# >>>>TWEAK UR  K750i<<<<(must read for all k750 users...)



## naveen_reloaded (Jul 3, 2006)

guys now there is many things to be done with k750 like....

---increase ur inbox msg capacity to  40,000 !!!! did u see it....its 40,000
---remove the shutter sound
---change the menu icons to ur fav......
---delete the operator logo....
---increase ur video quality
---change the delivery report tone...!!!
---activate the "WIRELESS VILLAGE" service in ur phone
---chaNGE the layout of the media player to uber cool windows media player    11 version.....(just the layout, not the the core.......)<<<so far this tweak is been associated with some kind of bug..or problemm....so i appeal to all...not to tweak this one alone...i too had  the proble and was forced to reverse it...>>>>>
---change the size of ur mms
---restore and backup voice dialling voices ....
---insert new tone for starup and shutdown
---can also change to backstreet layout ...as in w550 and other phones...
---remove the hissing sound in the media player....
---remove the hp print application and save 361kb


AND MUCH MORE...

since i cant explain everything here ...i am giviing a external link.....


brief explanation here:::>> *www.esato.com/board/viewtopic.php?topic=124105&start=0(if u cant view then..u need to register....)

entire explanation and discussion is here ::::>>*www.tinux-design.nl/Tweak-u-SE.php?page=home&lang=en

and also here ::::>>>*www.esato.com/board/viewtopic.php?topic=123260(if u cant view then..u need to register....)


guys this is one worth try......but dont do anything silly with FAR MANAGER...........its absouletly serious stuff......u are playing with ur phones soul....do any mistake.....then thats it.....u are gone.!!!!be carefull...
i have changed the inbox size...player layout...delivery report tone ......icons......etc....etc......cooooollllll

PLEASE TAKE A BACKUP OF UR FILE...U R CHANGING........WITH THE SAME FAR MANAGER....if u are doubtful..please doont try...

!!!!i am not responsible for any of ur activities.......!!!!!!!!!!!!
u may also need USB flash drivers.......and dcu-60 cable 

any questio0n...post here!!!!

play carefully.......!!!!1


----------



## Abhijit_T (Jul 5, 2006)

Ya, I too got into this a few days ago
You can check my complete Mac OS X transformation for K750i in Esato software forums


----------



## paraman (Jul 5, 2006)

Naveen, thanks a lot.
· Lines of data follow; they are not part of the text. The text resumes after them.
//! Dimension validation for binary array operations.
//!
//! Every paired operation in [`array`](crate::array) and
//! [`carray`](crate::carray) calls into this module before it reads a single
//! element, so a mismatch is reported before any output is allocated or any
//! in-place buffer is touched.
//!
//! # Example
//!
//! ```
//! use numkit::dimension::{check_same_len, DimensionError};
//!
//! assert!(check_same_len(&[1.0, 2.0], &[3.0, 4.0]).is_ok());
//! let err = check_same_len(&[1.0, 2.0, 3.0], &[1.0]).unwrap_err();
//! assert_eq!(err, DimensionError::LengthMismatch { left: 3, right: 1 });
//! assert!(err.to_string().contains("x and y dimensions must be the same"));
//! ```


use thiserror::Error;

/// Errors from array shape validation.
#[derive(Debug, Clone, Copy, PartialEq, Eq, Error)]
pub enum DimensionError {
    /// The two operands of an element-wise operation differ in length.
    #[error("x and y dimensions must be the same (got {left} and {right})")]
    LengthMismatch { left: usize, right: usize },
    /// The array is shorter than the operation requires.
    #[error("array length must be at least {min} (got {len})")]
    TooShort { len: usize, min: usize },
    /// A row of a 2D input differs in length from the first row.
    #[error("2D input is jagged: row {row} has length {found}, expected {expected}")]
    Jagged {
        row: usize,
        expected: usize,
        found: usize,
    },
    /// A linear buffer cannot be split evenly into rows of `ncols` columns.
    #[error("length {len} cannot be reshaped into rows of {ncols} columns")]
    NotDivisible { len: usize, ncols: usize },
    /// Knots are not strictly increasing at `index`.
    #[error("x values must be strictly increasing (violated at index {index})")]
    NotAscending { index: usize },
}

/// Coarse classification of [`DimensionError`].
#[derive(Debug, Clone, Copy, PartialEq, Eq)]
pub enum ErrorKind {
    /// Operand lengths are incompatible.
    Dimension,
    /// The input structure itself is malformed.
    Shape,
}

impl DimensionError {
    /// Whether this is a length mismatch or a structural problem.
    pub fn kind(&self) -> ErrorKind {
        match self {
            Self::LengthMismatch { .. } | Self::TooShort { .. } => ErrorKind::Dimension,
            Self::Jagged { .. } | Self::NotDivisible { .. } | Self::NotAscending { .. } => {
                ErrorKind::Shape
            }
        }
    }
}

/// Convenience alias used throughout the crate.
pub type Result<T> = core::result::Result<T, DimensionError>;

/// Check that two slices have the same length.
///
/// The element types are independent, so real/complex pairs are accepted.
#[inline]
pub fn check_same_len<A, B>(a: &[A], b: &[B]) -> Result<()> {
    if a.len() == b.len() {
        return Ok(());
    }
    tracing::debug!(left = a.len(), right = b.len(), "length mismatch");
    Err(DimensionError::LengthMismatch {
        left: a.len(),
        right: b.len(),
    })
}

/// Check that a slice holds at least `min` elements.
#[inline]
pub fn check_min_len<A>(a: &[A], min: usize) -> Result<()> {
    if a.len() >= min {
        return Ok(());
    }
    tracing::debug!(len = a.len(), min, "array too short");
    Err(DimensionError::TooShort { len: a.len(), min })
}

/// Check that every row of a 2D input has the length of the first row.
///
/// Returns the common row length (zero for an empty input).
pub fn check_rectangular<A, R: AsRef<[A]>>(rows: &[R]) -> Result<usize> {
    let Some(first) = rows.first() else {
        return Ok(0);
    };
    let expected = first.as_ref().len();
    for (row, r) in rows.iter().enumerate().skip(1) {
        let found = r.as_ref().len();
        if found != expected {
            tracing::debug!(row, expected, found, "jagged 2D input");
            return Err(DimensionError::Jagged {
                row,
                expected,
                found,
            });
        }
    }
    Ok(expected)
}

/// Check that a buffer of `len` elements splits into whole rows of `ncols`.
///
/// Returns the number of rows.
#[inline]
pub fn check_divisible(len: usize, ncols: usize) -> Result<usize> {
    if ncols > 0 && len % ncols == 0 {
        return Ok(len / ncols);
    }
    tracing::debug!(len, ncols, "length not divisible by column count");
    Err(DimensionError::NotDivisible { len, ncols })
}

/// Check that a slice is strictly increasing.
pub fn check_strictly_ascending<T: PartialOrd>(xs: &[T]) -> Result<()> {
    for i in 1..xs.len() {
        // written as !(a < b) so that NaN knots are rejected
        if !(xs[i - 1] < xs[i]) {
            tracing::debug!(index = i, "knots not strictly increasing");
            return Err(DimensionError::NotAscending { index: i });
        }
    }
    Ok(())
}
I am a k750i owner and this helped me a lot.


----------



## Vishal Gupta (Jul 8, 2006)

thnx naveen for the info!
Tell me one thing.
The forum mentions that we can use *DCU60* USB cable for this hack but the Sony Ericsson official site mentions that SE K700i doesnt support this cable!

So should I purchase a DCU60 cable, will it work with my K700i ?


----------



## aryayush (Jul 8, 2006)

Why did you only mention K750i. This could seriously discourage a LOT of other users of SE phones. The site specifically mentions that the following phones support these mods:
K750, W800 
K500, K700, S700 
K600, Z800 
W550

For example, I was ignoring this topic but then I realised that SE phones are all basically the same and I might get a few tips for my W550i too and visited your topic. Please change the title! 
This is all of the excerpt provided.